Ma tutto questo è la punta di un iceberg. È il segno che, privilegiando un pensiero unico modellato sulle procedure tecnologiche, abbiamo rinunciato alla nostra tradizione, alle molteplici espressioni della nostra umanità, e siamo diventati tutti più poveri nella riflessione e nella capacità critica. Si tratta di un problema che interessa anzitutto la dimensione educativa. Ma più in generale ne va del ruolo che, nel nostro paese, può giocare la dimensione della cultura.
È necessario cambiare rotta. È necessario contrastare questa deriva. Lo si può fare anzitutto bloccando i progetti che riducono o addirittura eliminano lo spazio della filosofia nell’istruzione secondaria e nell’insegnamento universitario.

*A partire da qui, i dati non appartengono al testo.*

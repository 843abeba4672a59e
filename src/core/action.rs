//! # Commands
//!
//! Everything a host can ask of a tree becomes a `Command`. The input layer
//! decodes key presses into commands; `update()` applies one to the tree and
//! reports anything the host has to act on as an `Effect`.
//!
//! ```text
//! Tree + Command  →  update()  →  Tree' + Effect
//! ```
//!
//! Every command that can move the active row also scrolls the viewport so
//! the active row stays visible.

use log::debug;

use crate::core::node::{NodeId, Parent};
use crate::core::tree::Tree;

#[derive(Debug, Clone, Copy, PartialEq, Eq)]
pub enum Command {
    MoveUp,
    MoveDown,
    PageUp,
    PageDown,
    GoToTop,
    GoToLast,
    /// Collapse the active node, or step out to its parent.
    Back,
    /// Expand the active node, or step into its first child.
    Open,
    Toggle,
    /// Toggle a container, or report a leaf as chosen.
    Select,
    /// Re-populate the active node's parent.
    Refresh,
    Resize(u16, u16),
    Quit,
}

/// What the host has to do after a command.
#[derive(Debug, Clone, Copy, PartialEq, Eq)]
pub enum Effect {
    None,
    /// Moving up was attempted on the first row.
    AtTop,
    /// Moving down was attempted on the last row.
    AtBottom,
    /// A leaf was chosen.
    Selected(NodeId),
    /// The top level was cleared and must be populated again.
    ReloadRoot,
    Quit,
}

pub fn update<T>(tree: &mut Tree<T>, command: Command) -> Effect {
    debug!("Applying {:?}", command);
    let effect = match command {
        Command::MoveUp => boundary(tree.select_previous(), Effect::AtTop),
        Command::MoveDown => boundary(tree.select_next(), Effect::AtBottom),
        Command::PageUp => boundary(tree.page_up(page_rows(tree)), Effect::AtTop),
        Command::PageDown => boundary(tree.page_down(page_rows(tree)), Effect::AtBottom),
        Command::GoToTop => {
            tree.select_first();
            Effect::None
        }
        Command::GoToLast => {
            tree.select_last();
            Effect::None
        }
        Command::Back => {
            tree.close_active();
            Effect::None
        }
        Command::Open => {
            tree.open_active();
            Effect::None
        }
        Command::Toggle => {
            if let Some(id) = tree.active() {
                tree.toggle_open(id);
            }
            Effect::None
        }
        Command::Select => select(tree),
        Command::Refresh => refresh(tree),
        Command::Resize(width, height) => {
            tree.resize(width, height);
            Effect::None
        }
        Command::Quit => Effect::Quit,
    };
    tree.scroll_to_active();
    effect
}

fn boundary(moved: bool, blocked: Effect) -> Effect {
    if moved { Effect::None } else { blocked }
}

/// Rows moved by one page: a viewport height, keeping one row of overlap.
fn page_rows<T>(tree: &Tree<T>) -> usize {
    tree.viewport()
        .map_or(1, |v| (v.height as usize).saturating_sub(1).max(1))
}

fn select<T>(tree: &mut Tree<T>) -> Effect {
    let Some(node) = tree.active_node() else {
        return Effect::None;
    };
    let id = node.id();
    if node.can_have_children() {
        tree.toggle_open(id);
        Effect::None
    } else {
        Effect::Selected(id)
    }
}

fn refresh<T>(tree: &mut Tree<T>) -> Effect {
    let Some(active) = tree.active() else {
        tree.refresh_root();
        return Effect::ReloadRoot;
    };
    match tree.parent_of(active) {
        Some(Parent::Node(parent)) => {
            tree.refresh(parent);
            tree.set_active(parent);
            Effect::None
        }
        _ => {
            tree.refresh_root();
            Effect::ReloadRoot
        }
    }
}

#[cfg(test)]
mod tests {
    use std::sync::Arc;

    use super::*;
    use crate::core::node::{Hook, TreeNode};
    use crate::core::tree::{ItemHolder, NodeMut};
    use crate::test_support::{active_name, find, flat_tree, leaf, mixed_tree};

    #[test]
    fn test_move_effects_at_boundaries() {
        let mut tree = flat_tree(2);
        assert_eq!(update(&mut tree, Command::MoveUp), Effect::AtTop);
        assert_eq!(update(&mut tree, Command::MoveDown), Effect::None);
        assert_eq!(update(&mut tree, Command::MoveDown), Effect::AtBottom);
        assert_eq!(active_name(&tree), "N1");
    }

    #[test]
    fn test_page_moves_by_viewport_height() {
        let mut tree = flat_tree(20);
        update(&mut tree, Command::Resize(30, 5));
        update(&mut tree, Command::PageDown);
        assert_eq!(active_name(&tree), "N4");
        assert_eq!(tree.viewport().unwrap().top, 0);
        update(&mut tree, Command::PageDown);
        assert_eq!(active_name(&tree), "N8");
        assert_eq!(tree.viewport().unwrap().top, 4);
        update(&mut tree, Command::PageUp);
        assert_eq!(active_name(&tree), "N4");
        assert_eq!(tree.viewport().unwrap().top, 4);
    }

    #[test]
    fn test_page_without_viewport_moves_one_row() {
        let mut tree = flat_tree(5);
        update(&mut tree, Command::PageDown);
        assert_eq!(active_name(&tree), "N1");
    }

    #[test]
    fn test_go_to_last_scrolls_window() {
        let mut tree = flat_tree(10);
        update(&mut tree, Command::Resize(30, 3));
        update(&mut tree, Command::GoToLast);
        assert_eq!(active_name(&tree), "N9");
        assert_eq!(tree.viewport().unwrap().top, 7);
        update(&mut tree, Command::GoToTop);
        assert_eq!(tree.viewport().unwrap().top, 0);
    }

    #[test]
    fn test_select_toggles_containers_and_reports_leaves() {
        let mut tree = mixed_tree();
        tree.set_active(find(&tree, "b"));
        assert_eq!(update(&mut tree, Command::Select), Effect::None);
        assert!(tree.get(find(&tree, "b")).unwrap().is_open());

        let b1 = find(&tree, "b1");
        tree.set_active(b1);
        assert_eq!(update(&mut tree, Command::Select), Effect::Selected(b1));
    }

    #[test]
    fn test_toggle_on_leaf_is_noop() {
        let mut tree = flat_tree(1);
        assert_eq!(update(&mut tree, Command::Toggle), Effect::None);
        assert!(!tree.active_node().unwrap().is_open());
    }

    #[test]
    fn test_refresh_nested_reloads_parent_via_hook() {
        let hook: Hook<()> = Arc::new(|mut node: NodeMut<'_, ()>| {
            if node.items().is_empty() {
                node.add_children(vec![leaf("fresh")]);
            }
        });
        let mut tree: Tree<()> = Tree::new();
        tree.add_children(vec![
            TreeNode::new("dir").can_have_children(true).on_open(hook),
        ]);
        let dir = find(&tree, "dir");
        update(&mut tree, Command::Open);
        update(&mut tree, Command::Open);
        assert_eq!(active_name(&tree), "fresh");

        assert_eq!(update(&mut tree, Command::Refresh), Effect::None);
        assert_eq!(tree.active(), Some(dir));
        assert!(!tree.get(dir).unwrap().is_open());
        assert!(tree.get(dir).unwrap().children().is_empty());

        update(&mut tree, Command::Toggle);
        assert_eq!(tree.get(dir).unwrap().children().len(), 1);
    }

    #[test]
    fn test_refresh_top_level_asks_for_reload() {
        let mut tree = flat_tree(3);
        assert_eq!(update(&mut tree, Command::Refresh), Effect::ReloadRoot);
        assert!(tree.is_empty());
        assert_eq!(tree.active(), None);
    }

    #[test]
    fn test_quit() {
        let mut tree = flat_tree(1);
        assert_eq!(update(&mut tree, Command::Quit), Effect::Quit);
    }

    #[test]
    fn test_back_and_open_round_trip() {
        let mut tree = mixed_tree();
        tree.set_active(find(&tree, "a1x"));
        update(&mut tree, Command::Back);
        assert_eq!(active_name(&tree), "a1");
        update(&mut tree, Command::Open);
        assert_eq!(active_name(&tree), "a1x");
    }
}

Lo si può fare chiedendo al nuovo governo impegni precisi: non solo per l’ammodernamento delle strutture scolastiche e universitarie, ma anzitutto per il sostegno e il rilancio di una cultura autenticamente umanistica, come sfondo all’interno del quale anche la ricerca scientifica e tecnologica acquista significato.
È questo il modo in cui può trovare rilancio anche un’azione politica intesa come responsabilità del pensiero nei confronti della dimensione pubblica e del mondo. È questo il modo in cui il nostro paese può essere fedele al suo passato. È questo il modo in cui esso può trovare una vera collocazione nel presente e nel futuro dell’Europa.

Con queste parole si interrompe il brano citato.